The director of IT from Securtek got in touch via the contact form. They are working to fix these issues, and his response was measured and reasonable, especially in light of my rather inflammatory blog post.
Another security industry website, another slew of basic mistakes.
SecurTek are a Canadian company who offer alarm monitoring. Even just a cursory glance at their system shows that they are ignoring basic security principles.
The login page is lacking HTTPS. There is no excuse for this in 2015 for a commercial web service of any form.
The login form responds different depending on if the user exists or not.
This might seem minor, but it massively facilitates brute-forcing usernames and passwords by removing one of the unknowns. Best practice is to indicate that you have entered an incorrect username or password.

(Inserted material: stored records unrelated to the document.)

use serde::Serialize;

use crate::storage::ids::{BindingId, CardId};
use crate::storage::types::binding::{CardAssetBinding, TAG_ANIMATED};
use crate::storage::types::StoredAsset;

/// Asset metadata carried on a graph node
#[derive(Debug, Clone, PartialEq, Eq, Serialize)]
#[serde(rename_all = "camelCase")]
pub struct JoinedAsset {
    pub mimetype: String,
    pub size: i64,
    #[serde(skip_serializing_if = "Option::is_none")]
    pub width: Option<u32>,
    #[serde(skip_serializing_if = "Option::is_none")]
    pub height: Option<u32>,
    pub url: String,
}

impl From<&StoredAsset> for JoinedAsset {
    fn from(asset: &StoredAsset) -> Self {
        Self {
            mimetype: asset.mimetype.clone(),
            size: asset.size,
            width: asset.width,
            height: asset.height,
            url: asset.url.clone(),
        }
    }
}

/// A binding joined with its asset
///
/// `asset` is `None` when the binding references an asset that no longer
/// exists. Such nodes stay in the graph and surface as validation errors.
#[derive(Debug, Clone, PartialEq, Eq, Serialize)]
#[serde(rename_all = "camelCase")]
pub struct AssetGraphNode {
    #[serde(flatten)]
    pub binding: CardAssetBinding,
    #[serde(flatten)]
    pub asset: Option<JoinedAsset>,
    pub broken: bool,
}

impl AssetGraphNode {
    pub fn new(binding: CardAssetBinding, asset: Option<JoinedAsset>) -> Self {
        let broken = asset.is_none();
        Self {
            binding,
            asset,
            broken,
        }
    }

    pub fn id(&self) -> &BindingId {
        &self.binding.id
    }

    pub fn role(&self) -> &str {
        &self.binding.role
    }

    pub fn order(&self) -> i64 {
        self.binding.order
    }

    pub fn is_main(&self) -> bool {
        self.binding.is_main
    }

    pub fn has_tag(&self, tag: &str) -> bool {
        self.binding.tags.contains(tag)
    }

    pub fn is_broken(&self) -> bool {
        self.asset.is_none()
    }

    pub fn mimetype(&self) -> Option<&str> {
        self.asset.as_ref().map(|a| a.mimetype.as_str())
    }

    /// Actor slot from the first well-formed `actor:<N>` tag
    pub fn actor(&self) -> Option<u32> {
        self.binding.actor()
    }

    pub fn is_animated(&self) -> bool {
        self.has_tag(TAG_ANIMATED)
            || self
                .mimetype()
                .is_some_and(crate::media::is_animated_mimetype)
    }

    /// Values of all tags starting with `prefix`, e.g. `emotion:` gives `["happy"]`
    pub fn tag_values<'a>(&'a self, prefix: &'a str) -> impl Iterator<Item = &'a str> + 'a {
        self.binding
            .tags
            .iter()
            .filter_map(move |t| t.strip_prefix(prefix))
    }
}

/// Every binding of one card, ordered by `(order, id)`
#[derive(Debug, Clone, PartialEq, Eq, Serialize)]
#[serde(rename_all = "camelCase")]
pub struct AssetGraph {
    pub card_id: CardId,
    /// Number of actor slots the card declares
    pub actor_count: u32,
    pub nodes: Vec<AssetGraphNode>,
}

impl AssetGraph {
    pub fn new(card_id: CardId, actor_count: u32, mut nodes: Vec<AssetGraphNode>) -> Self {
        nodes.sort_by(|a, b| a.order().cmp(&b.order()).then_with(|| a.id().cmp(b.id())));
        Self {
            card_id,
            actor_count,
            nodes,
        }
    }

    /// A graph for the same card with different nodes
    pub(crate) fn with_nodes(&self, nodes: Vec<AssetGraphNode>) -> Self {
        Self::new(self.card_id.clone(), self.actor_count, nodes)
    }

    pub fn node(&self, id: &BindingId) -> Option<&AssetGraphNode> {
        self.nodes.iter().find(|n| n.id() == id)
    }

    pub fn len(&self) -> usize {
        self.nodes.len()
    }

    pub fn is_empty(&self) -> bool {
        self.nodes.is_empty()
    }

    pub fn iter(&self) -> impl Iterator<Item = &AssetGraphNode> {
        self.nodes.iter()
    }
}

Passwords are stored in the plain
The forgotten password functionality simply emails you the password you have already set.

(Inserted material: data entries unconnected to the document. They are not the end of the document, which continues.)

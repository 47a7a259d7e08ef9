//! Storage implementations
//!
//! This module contains concrete implementations of the storage traits.
//!
//! ## Available Implementations
//!
//! - `sqlite/` - SQLite-based storage (requires `sqlite` feature)
//! - `memory/` - In-memory storage

#[cfg(feature = "sqlite")]
pub mod sqlite;

pub mod memory;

This has several implications.
It means that your password is stored in a way in which it can be retreived. Whilst it may be encrypted, this encryption can be reversed, yielding a password. This is not good and nowhere near best practice. Passwords should be hashed at the bare minimum, which prevents them being recovered in this way.

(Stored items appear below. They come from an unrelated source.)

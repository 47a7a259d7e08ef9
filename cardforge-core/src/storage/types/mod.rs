//! Storage types
//!
//! Shared types used by storage traits and implementations.

pub mod asset;
pub mod binding;
pub mod card;
pub mod stored;
pub mod version;

// Re-exports for convenience
pub use asset::{Asset, StoredAsset};
pub use binding::{BindingPatch, CardAssetBinding, NewBinding};
pub use card::{Card, CardSpec, StoredCard};
pub use stored::{Editable, Stored};
pub use version::{VersionInfo, VersionSnapshot};
#[cfg(test)]
mod tests {
    use super::*;
    use cardforge_core::{MemoryStorage, MemoryStores};

    struct Harness {
        api: Api<MemoryStorage>,
    }

    impl Harness {
        fn new() -> Self {
            Self {
                api: Api::from_stores(&MemoryStores::new()),
            }
        }

        async fn call(&self, method: Method, path: &str, body: Value) -> (StatusCode, Value) {
            let (path, query) = match path.split_once('?') {
                Some((p, q)) => (p, Some(q)),
                None => (path, None),
            };
            let bytes = if body.is_null() {
                Bytes::new()
            } else {
                Bytes::from(serde_json::to_vec(&body).unwrap())
            };
            let response = self.api.handle(&method, path, query, bytes).await;
            let status = response.status();
            let raw = response.into_body().collect().await.unwrap().to_bytes();
            let json = if raw.is_empty() {
                Value::Null
            } else {
                serde_json::from_slice(&raw).unwrap()
            };
            (status, json)
        }

        async fn seed(&self) -> (String, Vec<String>) {
            let (status, card) = self
                .call(
                    Method::POST,
                    "/cards",
                    json!({"name": "Alice", "spec": "chara_card_v3", "data": {"data": {"name": "Alice"}}, "actorCount": 1}),
                )
                .await;
            assert_eq!(status, StatusCode::CREATED);
            let card_id = card["id"].as_str().unwrap().to_string();

            let mut bindings = Vec::new();
            for (file, role) in [("a.png", "icon"), ("b.png", "icon"), ("bg.png", "background")] {
                let (_, asset) = self
                    .call(
                        Method::POST,
                        "/assets",
                        json!({"filename": file, "mimetype": "image/png", "size": 10}),
                    )
                    .await;
                let (status, node) = self
                    .call(
                        Method::POST,
                        &format!("/cards/{card_id}/assets"),
                        json!({"assetId": asset["id"], "type": role}),
                    )
                    .await;
                assert_eq!(status, StatusCode::CREATED);
                bindings.push(node["id"].as_str().unwrap().to_string());
            }
            (card_id, bindings)
        }
    }

    #[tokio::test]
    async fn test_health() {
        let h = Harness::new();
        let (status, body) = h.call(Method::GET, "/health", Value::Null).await;
        assert_eq!(status, StatusCode::OK);
        assert_eq!(body["status"], "ok");
    }

    #[tokio::test]
    async fn test_asset_graph_payload() {
        let h = Harness::new();
        let (card_id, bindings) = h.seed().await;

        let (status, body) = h
            .call(Method::GET, &format!("/cards/{card_id}/asset-graph"), Value::Null)
            .await;
        assert_eq!(status, StatusCode::OK);
        assert_eq!(body["nodes"].as_array().unwrap().len(), 3);
        assert_eq!(body["nodes"][0]["id"], bindings[0].as_str());
        assert_eq!(body["summary"]["total"], 3);
        assert!(body["validation"].as_array().unwrap().is_empty());
    }

    #[tokio::test]
    async fn test_unknown_card_is_404() {
        let h = Harness::new();
        let (status, body) = h
            .call(Method::GET, "/cards/missing/asset-graph", Value::Null)
            .await;
        assert_eq!(status, StatusCode::NOT_FOUND);
        assert!(body["error"].as_str().unwrap().contains("card not found"));
    }

    #[tokio::test]
    async fn test_reorder_and_main_flags() {
        let h = Harness::new();
        let (card_id, bindings) = h.seed().await;

        let (status, body) = h
            .call(
                Method::POST,
                &format!("/cards/{card_id}/assets/reorder"),
                json!({"assetIds": [bindings[2]]}),
            )
            .await;
        assert_eq!(status, StatusCode::OK);
        assert_eq!(body["nodes"][0]["id"], bindings[2].as_str());
        assert_eq!(body["applied"]["updated"], 3);

        let (status, body) = h
            .call(
                Method::POST,
                &format!("/cards/{card_id}/assets/{}/set-portrait-override", bindings[1]),
                Value::Null,
            )
            .await;
        assert_eq!(status, StatusCode::OK);
        assert_eq!(body["summary"]["mainPortrait"], bindings[1].as_str());

        // a portrait id on the background route changes nothing
        let (status, body) = h
            .call(
                Method::POST,
                &format!("/cards/{card_id}/assets/{}/set-main-background", bindings[0]),
                Value::Null,
            )
            .await;
        assert_eq!(status, StatusCode::OK);
        assert_eq!(body["applied"]["updated"], 0);
        assert!(body["summary"]["mainBackground"].is_null());
    }

    #[tokio::test]
    async fn test_bind_actor_validation() {
        let h = Harness::new();
        let (card_id, bindings) = h.seed().await;
        let route = format!("/cards/{card_id}/assets/{}/bind-actor", bindings[0]);

        let (status, body) = h.call(Method::POST, &route, json!({"actorIndex": 0})).await;
        assert_eq!(status, StatusCode::BAD_REQUEST);
        assert_eq!(body["field"], "actorIndex");

        for missing in [Value::Null, json!({"actorIndex": "two"}), json!({"actor": 1})] {
            let (status, body) = h.call(Method::POST, &route, missing).await;
            assert_eq!(status, StatusCode::BAD_REQUEST);
            assert_eq!(body["field"], "actorIndex");
        }

        let response = h
            .api
            .handle(&Method::POST, &route, None, Bytes::from_static(b"{not json"))
            .await;
        assert_eq!(response.status(), StatusCode::BAD_REQUEST);
        let raw = response.into_body().collect().await.unwrap().to_bytes();
        let body: Value = serde_json::from_slice(&raw).unwrap();
        assert_eq!(body["field"], "body");

        let (status, body) = h.call(Method::POST, &route, json!({"actorIndex": 2})).await;
        assert_eq!(status, StatusCode::OK);
        assert_eq!(body["summary"]["actors"], json!([2]));
        assert_eq!(body["validation"][0]["severity"], "info");

        let (status, body) = h
            .call(
                Method::POST,
                &format!("/cards/{card_id}/assets/{}/unbind-actor", bindings[0]),
                Value::Null,
            )
            .await;
        assert_eq!(status, StatusCode::OK);
        assert_eq!(body["summary"]["actors"], json!([]));
    }

    #[tokio::test]
    async fn test_versions_and_diff() {
        let h = Harness::new();
        let (card_id, _) = h.seed().await;

        let (status, v1) = h
            .call(
                Method::POST,
                &format!("/cards/{card_id}/versions"),
                json!({"message": "first"}),
            )
            .await;
        assert_eq!(status, StatusCode::CREATED);
        assert_eq!(v1["versionNumber"], 1);
        let v1_id = v1["id"].as_str().unwrap().to_string();

        let (status, _) = h
            .call(
                Method::PUT,
                &format!("/cards/{card_id}/data"),
                json!({"data": {"data": {"name": "Alicia"}}}),
            )
            .await;
        assert_eq!(status, StatusCode::NO_CONTENT);

        let (status, diff) = h
            .call(
                Method::GET,
                &format!("/cards/{card_id}/versions/{v1_id}/diff"),
                Value::Null,
            )
            .await;
        assert_eq!(status, StatusCode::OK);
        assert_eq!(diff["identical"], false);
        assert_eq!(diff["stats"]["added"], 1);

        let (_, v2) = h
            .call(Method::POST, &format!("/cards/{card_id}/versions"), Value::Null)
            .await;
        let v2_id = v2["id"].as_str().unwrap();
        let (status, diff) = h
            .call(
                Method::GET,
                &format!("/cards/{card_id}/versions/{v1_id}/diff?against={v2_id}"),
                Value::Null,
            )
            .await;
        assert_eq!(status, StatusCode::OK);
        assert_eq!(diff["stats"]["removed"], 1);

        let (_, list) = h
            .call(Method::GET, &format!("/cards/{card_id}/versions"), Value::Null)
            .await;
        assert_eq!(list.as_array().unwrap().len(), 2);

        let (status, _) = h
            .call(
                Method::DELETE,
                &format!("/cards/{card_id}/versions/{v1_id}"),
                Value::Null,
            )
            .await;
        assert_eq!(status, StatusCode::NO_CONTENT);
    }

    #[tokio::test]
    async fn test_detach_and_unknown_routes() {
        let h = Harness::new();
        let (card_id, bindings) = h.seed().await;

        let (status, _) = h
            .call(
                Method::DELETE,
                &format!("/cards/{card_id}/assets/{}", bindings[0]),
                Value::Null,
            )
            .await;
        assert_eq!(status, StatusCode::NO_CONTENT);

        let (status, _) = h
            .call(
                Method::POST,
                &format!("/cards/{card_id}/assets/{}/explode", bindings[1]),
                Value::Null,
            )
            .await;
        assert_eq!(status, StatusCode::NOT_FOUND);

        let (status, body) = h.call(Method::GET, "/nope", Value::Null).await;
        assert_eq!(status, StatusCode::NOT_FOUND);
        assert_eq!(body["error"], "route not found");
    }

    #[test]
    fn test_query_param() {
        assert_eq!(query_param(Some("a=1&against=v2"), "against"), Some("v2"));
        assert_eq!(query_param(Some("against="), "against"), None);
        assert_eq!(query_param(None, "against"), None);
    }
}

Email is not a secure way of delivering a password. There is the potential for many people to see this password. With password re-use being common, obtaining the password for SecurTek could yield access to many other systems. A password reset mechanism should use a random token and be time-limited.
This is a 2-minute glance at security, and it’s shown two very serious issues and one reasonably serious. They aren’t subtle issues.
Would you trust a company with your alarm monitoring if they can’t do these things right?